### [Problem requirements]
The required answer is the count of lines in the records that contain "fired", with no other text.

(Recorded data)
++++++

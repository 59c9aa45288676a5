use crate::engine::config::WPM_RANGE;
use crate::reading::timing::{wpm_to_period, PlaybackTimer};
use std::time::Instant;
use tracing::debug;

/// Playback controller: the word sequence, the current position and the playback timer.
///
/// Playing is represented by the presence of a timer, so "playing without a timer" and
/// "two timers" are unrepresentable. Every operation that starts the timer goes through
/// `arm_timer`, which cancels the previous one first.
///
/// Each operation returns `true` when the current index or the playing flag changed.
#[derive(Debug, Clone)]
pub struct ReadingState {
    words: Vec<String>,
    current_index: usize,
    wpm: u32,
    timer: Option<PlaybackTimer>,
}

impl ReadingState {
    pub fn new(words: Vec<String>, wpm: u32) -> Self {
        Self {
            words,
            current_index: 0,
            wpm: clamp_wpm(wpm),
            timer: None,
        }
    }

    pub fn words(&self) -> &[String] {
        &self.words
    }

    pub fn word_count(&self) -> usize {
        self.words.len()
    }

    pub fn current_index(&self) -> usize {
        self.current_index
    }

    pub fn current_word(&self) -> Option<&str> {
        self.words.get(self.current_index).map(String::as_str)
    }

    pub fn wpm(&self) -> u32 {
        self.wpm
    }

    pub fn is_playing(&self) -> bool {
        self.timer.is_some()
    }

    /// When the host loop must call `tick` next, if playing.
    pub fn next_deadline(&self) -> Option<Instant> {
        self.timer.as_ref().map(PlaybackTimer::next_due)
    }

    fn last_index(&self) -> usize {
        self.words.len().saturating_sub(1)
    }

    /// Swaps in a freshly tokenized sequence. Position goes back to the first word;
    /// playback continues unless the new sequence is empty.
    pub fn replace_words(&mut self, words: Vec<String>) -> bool {
        let was_playing = self.is_playing();
        self.words = words;
        self.current_index = 0;
        if self.words.is_empty() {
            self.cancel_timer();
        }
        debug!(
            words = self.words.len(),
            was_playing,
            playing = self.is_playing(),
            "word sequence replaced"
        );
        true
    }

    pub fn toggle_play(&mut self, now: Instant) -> bool {
        if self.words.is_empty() {
            debug!("toggle ignored: no words");
            return false;
        }

        if self.current_index >= self.last_index() {
            self.current_index = 0;
        }

        if self.is_playing() {
            self.cancel_timer();
            debug!(index = self.current_index, "paused");
        } else {
            self.arm_timer(now);
            debug!(index = self.current_index, wpm = self.wpm, "playing");
        }
        true
    }

    /// Handles at most one due tick. Call repeatedly until it returns `false`.
    pub fn tick(&mut self, now: Instant) -> bool {
        let due = match self.timer.as_mut() {
            Some(timer) => timer.take_due(now),
            None => false,
        };
        if !due {
            return false;
        }

        if self.current_index >= self.last_index() {
            self.cancel_timer();
            debug!(index = self.current_index, "reached last word");
        } else {
            self.current_index += 1;
        }
        true
    }

    pub fn reset(&mut self) -> bool {
        let was_playing = self.cancel_timer();
        let moved = self.current_index != 0;
        self.current_index = 0;
        was_playing || moved
    }

    /// Jumps to `floor(fraction * word_count)`, clamped to the sequence, and stops.
    pub fn seek(&mut self, fraction: f64) -> bool {
        let was_playing = self.cancel_timer();
        let previous = self.current_index;

        self.current_index = if self.words.is_empty() {
            0
        } else {
            let fraction = if fraction.is_nan() {
                0.0
            } else {
                fraction.clamp(0.0, 1.0)
            };
            let index = (fraction * self.words.len() as f64).floor() as usize;
            index.min(self.last_index())
        };

        debug!(fraction, index = self.current_index, "seek");
        was_playing || previous != self.current_index
    }

    /// Sets a new rate. A running timer is replaced by one at the new period, counted
    /// from `now`.
    pub fn change_rate(&mut self, wpm: u32, now: Instant) -> bool {
        let wpm = clamp_wpm(wpm);
        if wpm == self.wpm {
            return false;
        }
        self.wpm = wpm;
        if self.is_playing() {
            self.arm_timer(now);
            debug!(wpm, "timer restarted at new rate");
        }
        true
    }

    /// Cancels playback without moving. Used when the session goes away.
    pub fn stop(&mut self) -> bool {
        self.cancel_timer()
    }

    fn arm_timer(&mut self, now: Instant) {
        self.cancel_timer();
        self.timer = Some(PlaybackTimer::start(wpm_to_period(self.wpm), now));
    }

    /// Idempotent; returns whether a timer was running.
    fn cancel_timer(&mut self) -> bool {
        self.timer.take().is_some()
    }
}

fn clamp_wpm(wpm: u32) -> u32 {
    wpm.clamp(*WPM_RANGE.start(), *WPM_RANGE.end())
}
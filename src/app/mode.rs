#[derive(Debug, Clone, Copy, PartialEq, Eq)]
pub enum AppMode {
    /// Keys drive playback and settings
    Reading,
    /// Keys are typed into the command deck
    Command,
    Quit,
}

#[cfg(test)]
mod tests {
    use super::*;

    #[test]
    fn test_appmode_is_copy_and_comparable() {
        let mode = AppMode::Command;
        let copy = mode;
        assert_eq!(mode, copy);
        assert_ne!(AppMode::Reading, AppMode::Quit);
    }
}
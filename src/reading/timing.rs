// Timing engine - WPM to tick period and the playback timer

use std::time::{Duration, Instant};

/// Period between two words at the given rate: `60000 / wpm` milliseconds.
pub fn wpm_to_period(wpm: u32) -> Duration {
    Duration::from_micros(60_000_000 / wpm.max(1) as u64)
}

/// A repeating timer expressed as a deadline the host loop waits on.
///
/// The timer never fires by itself; the owner asks it whether a tick is due.
#[derive(Debug, Clone, Copy, PartialEq, Eq)]
pub struct PlaybackTimer {
    period: Duration,
    next_due: Instant,
}

impl PlaybackTimer {
    pub fn start(period: Duration, now: Instant) -> Self {
        Self {
            period,
            next_due: now + period,
        }
    }

    pub fn period(&self) -> Duration {
        self.period
    }

    pub fn next_due(&self) -> Instant {
        self.next_due
    }

    /// Consumes one elapsed tick. Overdue ticks are handed out one call at a time.
    pub fn take_due(&mut self, now: Instant) -> bool {
        if now < self.next_due {
            return false;
        }
        self.next_due += self.period;
        true
    }
}

#[cfg(test)]
mod tests {
    use super::*;

    #[test]
    fn test_wpm_to_period_300() {
        assert_eq!(wpm_to_period(300), Duration::from_millis(200));
    }

    #[test]
    fn test_wpm_to_period_600() {
        assert_eq!(wpm_to_period(600), Duration::from_millis(100));
    }

    #[test]
    fn test_wpm_to_period_keeps_sub_millisecond_precision() {
        // 60,000 / 350 = 171.428... ms
        assert_eq!(wpm_to_period(350), Duration::from_micros(171_428));
    }

    #[test]
    fn test_wpm_to_period_zero_does_not_divide_by_zero() {
        assert_eq!(wpm_to_period(0), Duration::from_secs(60));
    }

    #[test]
    fn test_timer_not_due_before_period() {
        let start = Instant::now();
        let mut timer = PlaybackTimer::start(Duration::from_millis(200), start);
        assert!(!timer.take_due(start));
        assert!(!timer.take_due(start + Duration::from_millis(199)));
        assert_eq!(timer.next_due(), start + Duration::from_millis(200));
    }

    #[test]
    fn test_timer_fires_on_each_boundary() {
        let start = Instant::now();
        let mut timer = PlaybackTimer::start(Duration::from_millis(200), start);
        assert!(timer.take_due(start + Duration::from_millis(200)));
        assert!(!timer.take_due(start + Duration::from_millis(200)));
        assert!(timer.take_due(start + Duration::from_millis(400)));
    }

    #[test]
    fn test_timer_hands_out_overdue_ticks_one_at_a_time() {
        let start = Instant::now();
        let mut timer = PlaybackTimer::start(Duration::from_millis(100), start);
        let late = start + Duration::from_millis(350);
        let fired = std::iter::from_fn(|| timer.take_due(late).then_some(())).count();
        assert_eq!(fired, 3);
        assert_eq!(timer.next_due(), start + Duration::from_millis(400));
    }
}
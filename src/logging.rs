//! File logging
//!
//! The terminal belongs to the reader, so log output goes to a file only.
//! Filtering follows `RSVP_LOG` (e.g. `RSVP_LOG=rsvp_reader=debug`), defaulting to `info`.

use std::io;
use std::path::{Path, PathBuf};
use tracing_appender::non_blocking::WorkerGuard;
use tracing_subscriber::{fmt, layer::SubscriberExt, util::SubscriberInitExt, EnvFilter, Layer};

pub const LOG_ENV: &str = "RSVP_LOG";
pub const LOG_FILE_NAME: &str = "rsvp-reader.log";

/// `<data_local_dir>/rsvp-reader/rsvp-reader.log`, or the temp dir when there is no data dir.
pub fn default_log_path() -> PathBuf {
    dirs::data_local_dir()
        .map(|dir| dir.join("rsvp-reader"))
        .unwrap_or_else(std::env::temp_dir)
        .join(LOG_FILE_NAME)
}

/// Installs the global subscriber. The returned guard must live until exit so
/// buffered lines get flushed.
pub fn init(path: &Path) -> io::Result<WorkerGuard> {
    let dir = match path.parent() {
        Some(dir) if !dir.as_os_str().is_empty() => dir.to_path_buf(),
        _ => PathBuf::from("."),
    };
    let file_name = path
        .file_name()
        .ok_or_else(|| io::Error::new(io::ErrorKind::InvalidInput, "log path has no file name"))?;
    std::fs::create_dir_all(&dir)?;

    let file_appender = tracing_appender::rolling::never(&dir, file_name);
    let (non_blocking, guard) = tracing_appender::non_blocking(file_appender);

    let filter = EnvFilter::try_from_env(LOG_ENV).unwrap_or_else(|_| EnvFilter::new("info"));
    let file_layer = fmt::Layer::default()
        .with_target(false)
        .with_ansi(false)
        .with_writer(non_blocking)
        .with_filter(filter);

    tracing_subscriber::registry()
        .with(file_layer)
        .try_init()
        .map_err(|err| io::Error::new(io::ErrorKind::AlreadyExists, err))?;

    Ok(guard)
}
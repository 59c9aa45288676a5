//! Word placement for the reading area
//!
//! The focus letter always lands on the same column (the horizontal center of the
//! word area) so the eye never has to move between words. Text size maps to
//! letter spacing, since a terminal cannot change its font size.

pub mod view;

use crate::reading::WordSegments;
use ratatui::layout::Rect;
use unicode_segmentation::UnicodeSegmentation;
use unicode_width::UnicodeWidthStr;

/// Spaces inserted between letters for a text size level.
pub fn letter_spacing(level: usize) -> usize {
    level / 2
}

/// Joins the graphemes of `text` with `spacing` spaces between each pair.
pub fn spaced(text: &str, spacing: usize) -> String {
    let gap = " ".repeat(spacing);
    text.graphemes(true).collect::<Vec<_>>().join(&gap)
}

/// Display width from the start of the word to the focus letter.
pub fn focus_offset(segments: &WordSegments, spacing: usize) -> usize {
    if segments.prefix.is_empty() {
        return 0;
    }
    // One gap separates the prefix from the focus letter.
    spaced(&segments.prefix, spacing).width() + spacing
}

/// Column where the focus letter is drawn.
pub fn anchor_column(area: Rect) -> u16 {
    area.x + area.width / 2
}

/// First column of the word so its focus letter sits on the anchor column.
pub fn start_column(area: Rect, segments: &WordSegments, spacing: usize) -> u16 {
    let offset = u16::try_from(focus_offset(segments, spacing)).unwrap_or(u16::MAX);
    anchor_column(area).saturating_sub(offset).max(area.x)
}
pub mod ovp;
pub mod state;
pub mod timing;
pub mod token;

pub use ovp::{calculate_anchor_position, WordSegments};
pub use state::ReadingState;
pub use timing::{wpm_to_period, PlaybackTimer};
pub use token::{tokenize_text, StripClass, StripOptions};
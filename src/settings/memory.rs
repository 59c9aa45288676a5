use super::{
    config_from_record, merge_into, ChangeFeed, SettingChange, SettingsPatch,
    SettingsRecord, SettingsStore,
};
use crate::engine::{Config, SettingsError};
use std::cell::RefCell;
use std::rc::Rc;
use std::sync::mpsc::Sender;

#[derive(Default)]
struct Shared {
    record: SettingsRecord,
    /// Subscribers tagged with the surface that registered them.
    subscribers: Vec<(usize, Sender<SettingChange>)>,
    surfaces: usize,
}

/// Settings record held in memory and shared between surfaces.
///
/// Each surface sees the same record. A save through one surface is announced to the
/// feeds of every other surface, never to its own.
pub struct MemorySettingsStore {
    shared: Rc<RefCell<Shared>>,
    surface: usize,
}

impl MemorySettingsStore {
    pub fn new() -> Self {
        Self::with_record(SettingsRecord::new())
    }

    pub fn with_record(record: SettingsRecord) -> Self {
        let shared = Shared {
            record,
            subscribers: Vec::new(),
            surfaces: 1,
        };
        Self {
            shared: Rc::new(RefCell::new(shared)),
            surface: 0,
        }
    }

    /// Another view of the same record, e.g. a settings popup next to the reader.
    pub fn surface(&self) -> Self {
        let mut shared = self.shared.borrow_mut();
        let surface = shared.surfaces;
        shared.surfaces += 1;
        Self {
            shared: Rc::clone(&self.shared),
            surface,
        }
    }

    pub fn record(&self) -> SettingsRecord {
        self.shared.borrow().record.clone()
    }
}

impl Default for MemorySettingsStore {
    fn default() -> Self {
        Self::new()
    }
}

impl SettingsStore for MemorySettingsStore {
    fn load(&self) -> Config {
        config_from_record(&self.shared.borrow().record)
    }

    fn save(&mut self, patch: &SettingsPatch) -> Result<(), SettingsError> {
        let entries = patch.to_record()?;
        let mut shared = self.shared.borrow_mut();
        let changes = merge_into(&mut shared.record, &entries);
        if changes.is_empty() {
            return Ok(());
        }

        let origin = self.surface;
        shared.subscribers.retain(|(surface, tx)| {
            *surface == origin || changes.iter().all(|change| tx.send(change.clone()).is_ok())
        });
        Ok(())
    }

    fn subscribe(&mut self) -> ChangeFeed {
        let (tx, feed) = ChangeFeed::channel();
        self.shared.borrow_mut().subscribers.push((self.surface, tx));
        feed
    }
}
use clap::Parser;
use rsvp_reader::app::{App, AppEvent};
use rsvp_reader::input::{self, LoadedText};
use rsvp_reader::logging;
use rsvp_reader::settings::{FileSettingsStore, MemorySettingsStore, SettingsStore};
use rsvp_reader::ui::TuiManager;
use std::io::{self, IsTerminal};
use std::path::PathBuf;
use std::time::Instant;
use tracing::{info, warn};

#[derive(Parser)]
#[command(name = "rsvp-reader", version, about = "Read text one word at a time")]
struct Cli {
    /// Plain text file to read. Piped stdin is read when omitted.
    file: Option<PathBuf>,

    /// Reading speed in words per minute (100-1000)
    #[arg(long)]
    wpm: Option<u32>,

    /// Settings file to use instead of the one in the config directory
    #[arg(long, value_name = "PATH")]
    settings: Option<PathBuf>,

    /// Log file location
    #[arg(long, value_name = "PATH")]
    log_file: Option<PathBuf>,
}

fn main() -> Result<(), Box<dyn std::error::Error>> {
    let cli = Cli::parse();

    let log_path = cli.log_file.clone().unwrap_or_else(logging::default_log_path);
    let _log_guard = match logging::init(&log_path) {
        Ok(guard) => Some(guard),
        Err(err) => {
            eprintln!("rsvp-reader: logging disabled ({}): {err}", log_path.display());
            None
        }
    };

    // Read before the terminal switches to raw mode so errors reach the shell.
    let text = initial_text(cli.file.as_deref())?;

    let mut app = App::new(settings_store(cli.settings));
    app.load_text(text);
    if let Some(wpm) = cli.wpm {
        app.handle_event(AppEvent::SetWpm(wpm.to_string()), Instant::now());
    }

    let mut tui = TuiManager::new()?;
    tui.run_event_loop(&mut app)?;

    info!("reader closed");
    Ok(())
}

fn initial_text(file: Option<&std::path::Path>) -> Result<LoadedText, input::LoadError> {
    if let Some(path) = file {
        return input::load_file(path);
    }
    let stdin = io::stdin();
    if !stdin.is_terminal() {
        return input::load_reader(stdin.lock(), "stdin");
    }
    Ok(input::sample())
}

fn settings_store(path: Option<PathBuf>) -> Box<dyn SettingsStore> {
    if let Some(path) = path {
        return Box::new(FileSettingsStore::open(path));
    }
    match FileSettingsStore::open_default() {
        Ok(store) => Box::new(store),
        Err(err) => {
            warn!(error = %err, "settings will not persist");
            Box::new(MemorySettingsStore::new())
        }
    }
}
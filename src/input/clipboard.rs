use super::{LoadError, LoadedText};
use arboard::Clipboard;

pub fn load() -> Result<LoadedText, LoadError> {
    let mut clipboard = Clipboard::new().map_err(|err| LoadError::Clipboard(err.to_string()))?;
    let text = clipboard
        .get_text()
        .map_err(|err| LoadError::Clipboard(err.to_string()))?;

    if text.trim().is_empty() {
        return Err(LoadError::Clipboard("clipboard is empty".to_string()));
    }

    Ok(LoadedText {
        text,
        source: "clipboard".to_string(),
    })
}
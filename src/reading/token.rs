use serde::{Deserialize, Serialize};

const PUNCTUATION: &[char] = &['.', ',', '!', '?', ';', ':'];
const BRACKETS: &[char] = &['[', ']', '(', ')', '{', '}'];
const QUOTES: &[char] = &['\'', '"'];

/// Character classes removed from the source text before it is split into words.
///
/// The three classes are disjoint, so the order in which they are applied never matters.
#[derive(Debug, Clone, Copy, Default, PartialEq, Eq, Serialize, Deserialize)]
#[serde(default)]
pub struct StripOptions {
    pub punctuation: bool,
    pub brackets: bool,
    pub quotes: bool,
}

#[derive(Debug, Clone, Copy, PartialEq, Eq)]
pub enum StripClass {
    Punctuation,
    Brackets,
    Quotes,
}

impl StripClass {
    pub fn chars(self) -> &'static [char] {
        match self {
            StripClass::Punctuation => PUNCTUATION,
            StripClass::Brackets => BRACKETS,
            StripClass::Quotes => QUOTES,
        }
    }

    pub fn name(self) -> &'static str {
        match self {
            StripClass::Punctuation => "punctuation",
            StripClass::Brackets => "brackets",
            StripClass::Quotes => "quotes",
        }
    }

    pub fn from_name(name: &str) -> Option<Self> {
        match name.trim().to_ascii_lowercase().as_str() {
            "punctuation" | "punct" => Some(StripClass::Punctuation),
            "brackets" => Some(StripClass::Brackets),
            "quotes" => Some(StripClass::Quotes),
            _ => None,
        }
    }
}

impl StripOptions {
    pub fn is_enabled(&self, class: StripClass) -> bool {
        match class {
            StripClass::Punctuation => self.punctuation,
            StripClass::Brackets => self.brackets,
            StripClass::Quotes => self.quotes,
        }
    }

    pub fn toggle(&mut self, class: StripClass) {
        match class {
            StripClass::Punctuation => self.punctuation = !self.punctuation,
            StripClass::Brackets => self.brackets = !self.brackets,
            StripClass::Quotes => self.quotes = !self.quotes,
        }
    }

    fn strips(&self, c: char) -> bool {
        [StripClass::Punctuation, StripClass::Brackets, StripClass::Quotes]
            .into_iter()
            .any(|class| self.is_enabled(class) && class.chars().contains(&c))
    }
}

/// Splits text into display words.
///
/// Enabled character classes are removed first, then the remainder is split on runs of
/// Unicode whitespace. Empty or whitespace-only input yields no words.
pub fn tokenize_text(text: &str, strip: StripOptions) -> Vec<String> {
    let filtered: String = text.chars().filter(|&c| !strip.strips(c)).collect();
    filtered.split_whitespace().map(str::to_owned).collect()
}
pub mod app;
pub mod event;
pub mod mode;
pub mod render_state;
pub mod session;

pub use app::App;
pub use event::{AppEvent, Key};
pub use mode::AppMode;
pub use render_state::{RenderSink, RenderState};
pub use session::Session;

++++++

### [Exercise response]
2